§ WHAT TO WORK ON
Print this span of the material below exactly: the line with "let results: Vec<Result<Transcript, GenerationError>>", the line with "use crate::prompt::SYMBOL_PATTERN;", and every line between them, but nothing else.
——————
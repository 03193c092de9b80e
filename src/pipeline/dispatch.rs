//! Slot filling and batch dispatch.
//!
//! A rendered template is executed step by step: turns are appended to the
//! transcript, and each slot sends the transcript rendered so far to the
//! backend and appends whatever comes back. A batch runs one such pipeline
//! per subject with a bounded number in flight and returns the transcripts
//! in input order.

use std::collections::HashMap;
use std::sync::atomic::{AtomicUsize, Ordering};
use std::sync::{Mutex, PoisonError};

use futures_util::stream::{self, StreamExt};
use regex::Regex;
use thiserror::Error;
use tracing::{debug, info, warn};

use crate::backend::{Backend, BackendError, GenerateRequest, SamplingParams};
use crate::prompt::{
    extract, ChatTemplate, PromptScript, PromptTemplate, Role, SlotSpec, Step, Transcript, Turn,
};

/// Failure to fill one slot of a transcript.
#[derive(Debug, Error)]
pub enum GenerationError {
    #[error("slot `{slot}`: {source}")]
    Backend {
        slot: String,
        #[source]
        source: BackendError,
    },

    #[error("slot `{slot}` produced {output:?}, which does not match `{pattern}`")]
    PatternMismatch {
        slot: String,
        pattern: String,
        output: String,
    },

    #[error("slot `{slot}` has an invalid pattern `{pattern}`: {source}")]
    InvalidPattern {
        slot: String,
        pattern: String,
        #[source]
        source: regex::Error,
    },
}

/// Callback for reporting batch progress
pub trait ProgressCallback: Send + Sync {
    fn on_progress(&self, done: usize, total: usize);
}

/// No-op progress callback
#[cfg(test)]
pub struct NoOpProgress;
#[cfg(test)]
impl ProgressCallback for NoOpProgress {
    fn on_progress(&self, _done: usize, _total: usize) {}
}

/// Logs progress roughly every tenth of the batch.
pub struct LogProgress {
    label: &'static str,
}

impl LogProgress {
    pub fn new(label: &'static str) -> Self {
        Self { label }
    }
}

impl ProgressCallback for LogProgress {
    fn on_progress(&self, done: usize, total: usize) {
        let step = (total / 10).max(1);
        if done == total || done % step == 0 {
            info!("{}: {}/{} done", self.label, done, total);
        }
    }
}

/// An item that failed inside a batch.
#[derive(Debug, Clone, PartialEq, Eq)]
pub struct BatchFailure {
    pub index: usize,
    pub error: String,
}

/// Transcripts in input order. Failed items hold an empty transcript.
#[derive(Debug, Default)]
pub struct BatchOutput {
    pub transcripts: Vec<Transcript>,
    pub failures: Vec<BatchFailure>,
}

/// Runs templates against one backend.
pub struct Dispatcher<B> {
    backend: B,
    chat: ChatTemplate,
    temperature: f32,
    /// Anchored surface patterns, compiled on first use.
    patterns: Mutex<HashMap<String, Regex>>,
}

impl<B: Backend> Dispatcher<B> {
    pub fn new(backend: B, chat: ChatTemplate) -> Self {
        Self {
            backend,
            chat,
            temperature: 0.0,
            patterns: Mutex::new(HashMap::new()),
        }
    }

    pub fn with_temperature(mut self, temperature: f32) -> Self {
        self.temperature = temperature;
        self
    }

    #[cfg(test)]
    pub fn backend(&self) -> &B {
        &self.backend
    }

    fn surface_pattern(&self, slot: &SlotSpec, pattern: &str) -> Result<Regex, GenerationError> {
        let mut patterns = self.patterns.lock().unwrap_or_else(PoisonError::into_inner);
        if let Some(re) = patterns.get(pattern) {
            return Ok(re.clone());
        }
        let re = compile_surface(slot, pattern)?;
        patterns.insert(pattern.to_string(), re.clone());
        Ok(re)
    }

    fn sampling_for(&self, slot: &SlotSpec) -> SamplingParams {
        SamplingParams {
            max_new_tokens: slot.max_tokens,
            temperature: self.temperature,
            stop: slot.stop.to_stop_list(),
            regex: slot.surface_regex.clone(),
        }
    }

    async fn fill_slot(
        &self,
        transcript: &Transcript,
        slot: &SlotSpec,
    ) -> Result<String, GenerationError> {
        let request = GenerateRequest {
            text: transcript.render(&self.chat),
            sampling_params: self.sampling_for(slot),
        };

        let output = self
            .backend
            .generate(&request)
            .await
            .map_err(|source| GenerationError::Backend {
                slot: slot.name.clone(),
                source,
            })?;

        if let Some(pattern) = &slot.surface_regex {
            let re = self.surface_pattern(slot, pattern)?;
            check_surface(slot, pattern, &re, &output)?;
        }

        debug!("Filled slot {} ({} chars)", slot.name, output.len());
        Ok(output)
    }

    /// Execute a rendered script, filling every slot in order.
    pub async fn fill(&self, script: &PromptScript) -> Result<Transcript, GenerationError> {
        let mut transcript = Transcript::new();
        for step in script.steps() {
            match step {
                Step::Turn(turn) => transcript.push(turn.clone()),
                Step::Slot(slot) => {
                    let text = self.fill_slot(&transcript, slot).await?;
                    transcript.push(Turn::Generated {
                        slot: slot.name.clone(),
                        text,
                    });
                }
            }
        }

        let filled = transcript
            .turns()
            .iter()
            .filter(|turn| turn.role() == Some(Role::Generated))
            .count();
        debug!("Transcript complete: {} generated turns", filled);
        Ok(transcript)
    }

    /// Run `template` for one subject, inline.
    pub async fn run_single<T: PromptTemplate + ?Sized>(
        &self,
        template: &T,
        subject: &str,
    ) -> Result<Transcript, GenerationError> {
        let script = template.render(template.default_instructions(), subject);
        self.fill(&script).await
    }

    /// Run `template` once per subject with at most `concurrency_limit`
    /// pipelines in flight.
    ///
    /// `output.transcripts[i]` always belongs to `subjects[i]`. A failed item
    /// does not stop the others; it is recorded in `output.failures` and its
    /// slot holds an empty transcript.
    pub async fn dispatch<T: PromptTemplate + ?Sized>(
        &self,
        template: &T,
        subjects: &[String],
        concurrency_limit: usize,
        progress: &dyn ProgressCallback,
    ) -> BatchOutput {
        let total = subjects.len();
        let completed = AtomicUsize::new(0);
        let completed = &completed;

        debug!(
            "Dispatching {} {} prompts (concurrency {})",
            total,
            template.name(),
            concurrency_limit
        );

        let results: Vec<Result<Transcript, GenerationError>> = stream::iter(subjects)
            .map(move |subject| async move {
                let result = self.run_single(template, subject).await;
                let done = completed.fetch_add(1, Ordering::Relaxed) + 1;
                progress.on_progress(done, total);
                result
            })
            .buffered(concurrency_limit.max(1))
            .collect()
            .await;

        let mut output = BatchOutput {
            transcripts: Vec::with_capacity(total),
            failures: Vec::new(),
        };
        for (index, result) in results.into_iter().enumerate() {
            match result {
                Ok(transcript) => output.transcripts.push(transcript),
                Err(e) => {
                    warn!("{} prompt #{} failed: {}", template.name(), index, e);
                    output.failures.push(BatchFailure {
                        index,
                        error: e.to_string(),
                    });
                    output.transcripts.push(Transcript::new());
                }
            }
        }
        output
    }

    /// The answer part of a finished transcript.
    pub fn answer<T: PromptTemplate + ?Sized>(&self, template: &T, transcript: &Transcript) -> String {
        extract(transcript, template.extraction_marker(), &self.chat)
    }
}

fn compile_surface(slot: &SlotSpec, pattern: &str) -> Result<Regex, GenerationError> {
    let anchored = format!("^(?:{})$", pattern);
    Regex::new(&anchored).map_err(|source| GenerationError::InvalidPattern {
        slot: slot.name.clone(),
        pattern: pattern.to_string(),
        source,
    })
}

fn check_surface(
    slot: &SlotSpec,
    pattern: &str,
    re: &Regex,
    output: &str,
) -> Result<(), GenerationError> {
    if re.is_match(output) {
        Ok(())
    } else {
        Err(GenerationError::PatternMismatch {
            slot: slot.name.clone(),
            pattern: pattern.to_string(),
            output: output.to_string(),
        })
    }
}

#[cfg(test)]
mod tests {
    use super::*;
    use crate::prompt::SYMBOL_PATTERN;

    #[test]
    fn test_check_surface_full_match() {
        let slot = SlotSpec::new("answer_0", 16).regex(SYMBOL_PATTERN);
        let re = compile_surface(&slot, SYMBOL_PATTERN).unwrap();
        assert!(check_surface(&slot, SYMBOL_PATTERN, &re, "* `main`:").is_ok());
        assert!(check_surface(&slot, SYMBOL_PATTERN, &re, "* `a b c`:").is_ok());

        for bad in ["* `main`", "`main`:", "* ``:", "* `main`: extra", "* `ma`in`:"] {
            let err = check_surface(&slot, SYMBOL_PATTERN, &re, bad).unwrap_err();
            assert!(matches!(err, GenerationError::PatternMismatch { .. }), "{bad}");
        }
    }

    #[test]
    fn test_compile_surface_invalid_pattern() {
        let slot = SlotSpec::new("broken", 4).regex("(");
        let err = compile_surface(&slot, "(").unwrap_err();
        assert!(matches!(err, GenerationError::InvalidPattern { .. }));
    }

    struct Unused;

    impl Backend for Unused {
        async fn generate(&self, _request: &GenerateRequest) -> Result<String, BackendError> {
            Ok(String::new())
        }
    }

    #[test]
    fn test_surface_patterns_compiled_once() {
        let dispatcher = Dispatcher::new(Unused, ChatTemplate::chatml());
        let slot = SlotSpec::new("answer_0", 16).regex(SYMBOL_PATTERN);

        let first = dispatcher.surface_pattern(&slot, SYMBOL_PATTERN).unwrap();
        let second = dispatcher.surface_pattern(&slot, SYMBOL_PATTERN).unwrap();
        assert_eq!(first.as_str(), second.as_str());
        assert_eq!(dispatcher.patterns.lock().unwrap().len(), 1);

        let other = SlotSpec::new("digits", 4).regex(r"\d+");
        dispatcher.surface_pattern(&other, r"\d+").unwrap();
        assert_eq!(dispatcher.patterns.lock().unwrap().len(), 2);
    }

    #[test]
    fn test_log_progress_does_not_panic_on_empty() {
        LogProgress::new("test").on_progress(0, 0);
        LogProgress::new("test").on_progress(3, 7);
    }
}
——————
§ SOLUTION TO THIS EXERCISE
        let results: Vec<Result<Transcript, GenerationError>> = stream::iter(subjects)
            .map(move |subject| async move {
                let result = self.run_single(template, subject).await;
                let done = completed.fetch_add(1, Ordering::Relaxed) + 1;
                progress.on_progress(done, total);
                result
            })
            .buffered(concurrency_limit.max(1))
            .collect()
            .await;

        let mut output = BatchOutput {
            transcripts: Vec::with_capacity(total),
            failures: Vec::new(),
        };
        for (index, result) in results.into_iter().enumerate() {
            match result {
                Ok(transcript) => output.transcripts.push(transcript),
                Err(e) => {
                    warn!("{} prompt #{} failed: {}", template.name(), index, e);
                    output.failures.push(BatchFailure {
                        index,
                        error: e.to_string(),
                    });
                    output.transcripts.push(Transcript::new());
                }
            }
        }
        output
    }

    /// The answer part of a finished transcript.
    pub fn answer<T: PromptTemplate + ?Sized>(&self, template: &T, transcript: &Transcript) -> String {
        extract(transcript, template.extraction_marker(), &self.chat)
    }
}

fn compile_surface(slot: &SlotSpec, pattern: &str) -> Result<Regex, GenerationError> {
    let anchored = format!("^(?:{})$", pattern);
    Regex::new(&anchored).map_err(|source| GenerationError::InvalidPattern {
        slot: slot.name.clone(),
        pattern: pattern.to_string(),
        source,
    })
}

fn check_surface(
    slot: &SlotSpec,
    pattern: &str,
    re: &Regex,
    output: &str,
) -> Result<(), GenerationError> {
    if re.is_match(output) {
        Ok(())
    } else {
        Err(GenerationError::PatternMismatch {
            slot: slot.name.clone(),
            pattern: pattern.to_string(),
            output: output.to_string(),
        })
    }
}

#[cfg(test)]
mod tests {
    use super::*;
    use crate::prompt::SYMBOL_PATTERN;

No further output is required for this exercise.